Inflammatory generalized skin peeling results from mutations in CDSN and loss of corneodesmin, found in the stratum corneum and hair follicle (PSS1). This form always begins at birth. Patients show erythematous migratory peeling patches and complain of associated pruritus or burning. Short stature and easily removable anagen hairs may be associated. Biopsy specimens reveal psoriasiform thickening of the epidermis and a subcorneal or intracorneal split. The differential diagnosis includes Netherton syndrome (NS) and SAM syndrome. SAM syndrome is characterized by severe dermatitis, multiple allergies, and metabolic wasting due to biallelic mutations in DSG1 (encoding desmoglein 1 ) ( Fig. 5.28 ). However, there is wide phenotypic variability, ranging from dermatitis and PPK without systemic manifestations to the food allergies with limited skin involvement. Parents may demonstrate PPK.

Fig. 5.28, SAM syndrome.
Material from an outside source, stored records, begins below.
#[cfg(test)]
mod tests {
    use super::*;

    fn entity_row(name: &str, file: &str) -> UnitRow {
        UnitRow {
            kind: LibraryUnitKind::Entity,
            line: 3,
            column: 0,
            identifier: name.to_string(),
            identifier2: None,
            filename: file.to_string(),
            timestamp: 0,
        }
    }

    #[test]
    fn put_then_get_roundtrips_in_memory() {
        let backend = LibraryBackend::new(None, "work", true);
        assert!(backend.put(&entity_row("alu", "alu.vhd")));

        let row = backend.get("alu", None);
        assert_eq!(row.kind, LibraryUnitKind::Entity);
        assert_eq!(row.filename, "alu.vhd");
        assert_eq!(row.line, 3);
    }

    #[test]
    fn get_of_unknown_unit_is_invalid() {
        let backend = LibraryBackend::new(None, "work", true);
        let row = backend.get("missing", None);
        assert_eq!(row.kind, LibraryUnitKind::Invalid);
    }

    #[test]
    fn secondary_unit_coexists_with_primary_of_same_name() {
        let backend = LibraryBackend::new(None, "work", true);
        backend.put(&entity_row("alu", "alu.vhd"));
        backend.put(&UnitRow {
            kind: LibraryUnitKind::Architecture,
            line: 10,
            column: 0,
            identifier: "alu".to_string(),
            identifier2: Some("alu".to_string()),
            filename: "alu.vhd".to_string(),
            timestamp: 0,
        });

        assert_eq!(backend.get("alu", None).kind, LibraryUnitKind::Entity);
        assert_eq!(
            backend.get("alu", Some("alu")).kind,
            LibraryUnitKind::Architecture
        );
    }

    #[test]
    fn put_replaces_row_with_same_identity() {
        let backend = LibraryBackend::new(None, "work", true);
        backend.put(&entity_row("alu", "old.vhd"));
        backend.put(&entity_row("alu", "new.vhd"));

        assert_eq!(backend.get("alu", None).filename, "new.vhd");
        assert_eq!(backend.all(0, None).len(), 1);
    }

    #[test]
    fn clear_removes_everything() {
        let backend = LibraryBackend::new(None, "work", true);
        backend.put(&entity_row("a", "a.vhd"));
        backend.put(&entity_row("b", "b.vhd"));
        backend.clear();
        assert!(backend.all(0, None).is_empty());
    }

    #[test]
    fn all_respects_limit_and_filter() {
        let backend = LibraryBackend::new(None, "work", true);
        backend.put(&entity_row("a", "a.vhd"));
        backend.put(&entity_row("b", "b.vhd"));

        assert_eq!(backend.all(1, None).len(), 1);
        let filtered = backend.all(0, Some("b"));
        assert_eq!(filtered.len(), 1);
        assert_eq!(filtered[0].identifier, "b");
    }

    #[test]
    fn persistent_backend_writes_a_db_file() {
        let dir = tempfile::tempdir().expect("tempdir");
        let path = dir.path().to_str().unwrap().to_string();
        {
            let backend = LibraryBackend::new(Some(&path), "work", true);
            backend.put(&entity_row("alu", "alu.vhd"));
        }
        assert!(dir.path().join("work.db").exists());

        let backend = LibraryBackend::new(Some(&path), "work", true);
        assert_eq!(backend.get("alu", None).kind, LibraryUnitKind::Entity);
    }

    #[test]
    fn manager_returns_same_backend_for_same_name() {
        let manager = LibraryManager::new(None, true);
        let a = manager.get("work");
        let b = manager.get("work");
        assert!(Arc::ptr_eq(&a, &b));
    }

    #[test]
    fn initialise_invalidates_previous_backends() {
        let manager = LibraryManager::new(None, true);
        let old = manager.get("work");
        assert!(old.is_valid());

        manager.initialise(vec!["ieee".to_string()]);
        assert!(!old.is_valid());
        assert_eq!(manager.list(), vec!["ieee".to_string()]);
    }

    #[test]
    fn backend_created_after_initialise_is_unknown() {
        let manager = LibraryManager::new(None, true);
        manager.initialise(vec![]);
        let backend = manager.get("stray");
        assert!(!backend.is_known());
    }

    #[test]
    fn fully_populated_flag_is_settable() {
        let manager = LibraryManager::new(None, false);
        assert!(!manager.is_fully_populated());
        manager.set_fully_populated(true);
        assert!(manager.is_fully_populated());
    }
}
SAM syndrome (severe dermatitis, multiple allergies, and metabolic wasting syndrome) presents as generalized erythroderma and failure to thrive. Note the superficial desquamation due to deficiency of the desmosomal protein desmoglein 1.

An acral or localized form of hereditary PSS is characterized by lifelong painless peeling of predominantly the dorsal aspect of the hands and feet in superficial sheets and exacerbation during summer months with increased sweating. , A facial variant has been described. This form is caused by mutations in TGM5 encoding transglutaminase-5, , which crosslinks epidermal proteins (PSS2), or CSTA , encoding cystatin A, a protease of the cornified cell envelope. ,

Keratosis linearis–ichthyosis congenital–keratoderma

Keratosis linearis–ichthyosis congenital–keratoderma (KLICK) is a rare, autosomal recessive disorder characterized by distinctive striate hyperkeratosis in the flexures (perpendicular to the fold) and PPK. , It results from a single-nucleotide deletion in the 5′ untranslated regions (UTRs) of the proteasome maturation protein (POMP) gene, which reduces levels of POMP and leads to proteasome insufficiency, increased endoplasmic reticulum (ER) stress, and perturbed processing of profilaggrin in differentiating keratinocytes. ,

Syndromic forms of ichthyosis

Syndromic forms of ichthyosis may be associated with a variety of extracutaneous abnormalities, most commonly involving the hair (e.g., Netherton; ichthyosis follicularis, alopecia, and photophobia [IFAP] and ichthyosis, hypotrichosis, and sclerosing cholangitis [IHSC] syndromes and ichthyosis with hypotrichosis; trichothiodystrophy) and neurologic system (e.g., Sjögren–Larsson; Refsum; cerebral dysgenesis, neuropathy, ichthyosis, and palmoplantar keratoderma [CEDNIK]; and mental retardation, enteropathy, deafness, neuropathy, ichthyosis, and keratoderma [MEDNIK] syndromes). Some syndromic disorders are often lethal in the neonate (e.g., Neu–Laxova syndrome), infant (e.g., Gaucher disease type 2; arthrogryposis, renal dysfunction, and cholestasis [ARC] syndrome; multiple sulfatase deficiency), or child (e.g., CEDNIK syndrome).